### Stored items
• • • • • • •

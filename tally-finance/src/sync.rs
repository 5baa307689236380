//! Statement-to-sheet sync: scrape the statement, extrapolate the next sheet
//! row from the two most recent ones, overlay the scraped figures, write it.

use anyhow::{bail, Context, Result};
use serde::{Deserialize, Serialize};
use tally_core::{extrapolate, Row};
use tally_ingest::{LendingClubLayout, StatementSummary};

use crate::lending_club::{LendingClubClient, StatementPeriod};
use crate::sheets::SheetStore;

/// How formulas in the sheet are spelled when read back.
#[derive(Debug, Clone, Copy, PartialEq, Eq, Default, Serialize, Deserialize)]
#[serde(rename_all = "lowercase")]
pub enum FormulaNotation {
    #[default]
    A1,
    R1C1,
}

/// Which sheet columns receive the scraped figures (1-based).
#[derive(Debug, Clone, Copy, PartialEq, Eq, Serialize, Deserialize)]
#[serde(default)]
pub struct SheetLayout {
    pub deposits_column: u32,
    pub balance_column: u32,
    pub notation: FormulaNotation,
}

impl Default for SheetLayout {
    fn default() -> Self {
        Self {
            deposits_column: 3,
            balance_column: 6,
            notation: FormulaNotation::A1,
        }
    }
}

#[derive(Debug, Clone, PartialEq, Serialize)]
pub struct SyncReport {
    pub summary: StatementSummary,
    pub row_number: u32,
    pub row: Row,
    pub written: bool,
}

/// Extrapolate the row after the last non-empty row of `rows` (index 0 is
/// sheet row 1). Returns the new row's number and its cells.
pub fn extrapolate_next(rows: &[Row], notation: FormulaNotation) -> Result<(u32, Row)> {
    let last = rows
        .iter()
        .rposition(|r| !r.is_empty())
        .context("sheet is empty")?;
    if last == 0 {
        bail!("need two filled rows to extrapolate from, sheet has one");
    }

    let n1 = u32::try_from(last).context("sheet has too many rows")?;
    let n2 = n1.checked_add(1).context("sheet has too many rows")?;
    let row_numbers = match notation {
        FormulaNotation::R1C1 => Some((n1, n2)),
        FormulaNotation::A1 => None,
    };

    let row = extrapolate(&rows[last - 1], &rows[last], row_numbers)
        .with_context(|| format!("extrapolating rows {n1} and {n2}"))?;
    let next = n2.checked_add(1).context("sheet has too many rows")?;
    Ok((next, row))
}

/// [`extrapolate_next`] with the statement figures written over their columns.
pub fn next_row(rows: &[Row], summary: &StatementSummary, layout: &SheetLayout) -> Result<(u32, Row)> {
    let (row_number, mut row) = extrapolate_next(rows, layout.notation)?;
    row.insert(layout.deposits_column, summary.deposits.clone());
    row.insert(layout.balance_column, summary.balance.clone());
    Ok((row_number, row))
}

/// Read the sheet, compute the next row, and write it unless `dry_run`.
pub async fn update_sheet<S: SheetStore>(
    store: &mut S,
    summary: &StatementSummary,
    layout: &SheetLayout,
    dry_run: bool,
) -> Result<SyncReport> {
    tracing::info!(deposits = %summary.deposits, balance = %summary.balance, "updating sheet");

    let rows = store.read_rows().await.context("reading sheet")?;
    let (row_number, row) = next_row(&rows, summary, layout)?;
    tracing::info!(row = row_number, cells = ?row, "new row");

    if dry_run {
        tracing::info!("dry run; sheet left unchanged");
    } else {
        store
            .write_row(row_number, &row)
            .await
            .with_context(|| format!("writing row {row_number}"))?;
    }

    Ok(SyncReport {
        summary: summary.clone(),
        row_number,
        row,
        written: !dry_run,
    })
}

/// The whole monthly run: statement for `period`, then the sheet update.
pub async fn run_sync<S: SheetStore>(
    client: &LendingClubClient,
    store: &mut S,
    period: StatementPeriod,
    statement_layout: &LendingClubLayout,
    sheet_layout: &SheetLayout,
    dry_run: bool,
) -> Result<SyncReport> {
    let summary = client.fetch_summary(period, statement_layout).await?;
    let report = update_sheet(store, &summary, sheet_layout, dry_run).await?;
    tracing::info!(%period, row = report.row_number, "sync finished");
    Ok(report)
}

• • • • • • •

### Exercise
Your job here is to copy the entries above exactly.

### Response to this task
filename tally-finance/src/sync.rs
repository 5baa307689236380
//! Statement-to-sheet sync: scrape the statement, extrapolate the next sheet
//! row from the two most recent ones, overlay the scraped figures, write it.

use anyhow::{bail, Context, Result};
use serde::{Deserialize, Serialize};
use tally_core::{extrapolate, Row};
use tally_ingest::{LendingClubLayout, StatementSummary};

use crate::lending_club::{LendingClubClient, StatementPeriod};
use crate::sheets::SheetStore;

/// How formulas in the sheet are spelled when read back.
#[derive(Debug, Clone, Copy, PartialEq, Eq, Default, Serialize, Deserialize)]
#[serde(rename_all = "lowercase")]
pub enum FormulaNotation {
    #[default]
    A1,
    R1C1,
}

/// Which sheet columns receive the scraped figures (1-based).
#[derive(Debug, Clone, Copy, PartialEq, Eq, Serialize, Deserialize)]
#[serde(default)]
pub struct SheetLayout {
    pub deposits_column: u32,
    pub balance_column: u32,
    pub notation: FormulaNotation,
}

impl Default for SheetLayout {
    fn default() -> Self {
        Self {
            deposits_column: 3,
            balance_column: 6,
            notation: FormulaNotation::A1,
        }
    }
}

#[derive(Debug, Clone, PartialEq, Serialize)]
pub struct SyncReport {
    pub summary: StatementSummary,
    pub row_number: u32,
    pub row: Row,
    pub written: bool,
}

/// Extrapolate the row after the last non-empty row of `rows` (index 0 is
/// sheet row 1). Returns the new row's number and its cells.
pub fn extrapolate_next(rows: &[Row], notation: FormulaNotation) -> Result<(u32, Row)> {
    let last = rows
        .iter()
        .rposition(|r| !r.is_empty())
        .context("sheet is empty")?;
    if last == 0 {
        bail!("need two filled rows to extrapolate from, sheet has one");
    }

    let n1 = u32::try_from(last).context("sheet has too many rows")?;
    let n2 = n1.checked_add(1).context("sheet has too many rows")?;
    let row_numbers = match notation {
        FormulaNotation::R1C1 => Some((n1, n2)),
        FormulaNotation::A1 => None,
    };

    let row = extrapolate(&rows[last - 1], &rows[last], row_numbers)
        .with_context(|| format!("extrapolating rows {n1} and {n2}"))?;
    let next = n2.checked_add(1).context("sheet has too many rows")?;
    Ok((next, row))
}

/// [`extrapolate_next`] with the statement figures written over their columns.
pub fn next_row(rows: &[Row], summary: &StatementSummary, layout: &SheetLayout) -> Result<(u32, Row)> {
    let (row_number, mut row) = extrapolate_next(rows, layout.notation)?;
    row.insert(layout.deposits_column, summary.deposits.clone());
    row.insert(layout.balance_column, summary.balance.clone());
    Ok((row_number, row))
}

/// Read the sheet, compute the next row, and write it unless `dry_run`.
pub async fn update_sheet<S: SheetStore>(
    store: &mut S,
    summary: &StatementSummary,
    layout: &SheetLayout,
    dry_run: bool,
) -> Result<SyncReport> {
    tracing::info!(deposits = %summary.deposits, balance = %summary.balance, "updating sheet");

    let rows = store.read_rows().await.context("reading sheet")?;
    let (row_number, row) = next_row(&rows, summary, layout)?;
    tracing::info!(row = row_number, cells = ?row, "new row");

    if dry_run {
        tracing::info!("dry run; sheet left unchanged");
    } else {
        store
            .write_row(row_number, &row)
            .await
            .with_context(|| format!("writing row {row_number}"))?;
    }

    Ok(SyncReport {
        summary: summary.clone(),
        row_number,
        row,
        written: !dry_run,
    })
}

/// The whole monthly run: statement for `period`, then the sheet update.
pub async fn run_sync<S: SheetStore>(
    client: &LendingClubClient,
    store: &mut S,
    period: StatementPeriod,
    statement_layout: &LendingClubLayout,
    sheet_layout: &SheetLayout,
    dry_run: bool,
) -> Result<SyncReport> {
    let summary = client.fetch_summary(period, statement_layout).await?;
    let report = update_sheet(store, &summary, sheet_layout, dry_run).await?;
    tracing::info!(%period, row = report.row_number, "sync finished");
    Ok(report)
}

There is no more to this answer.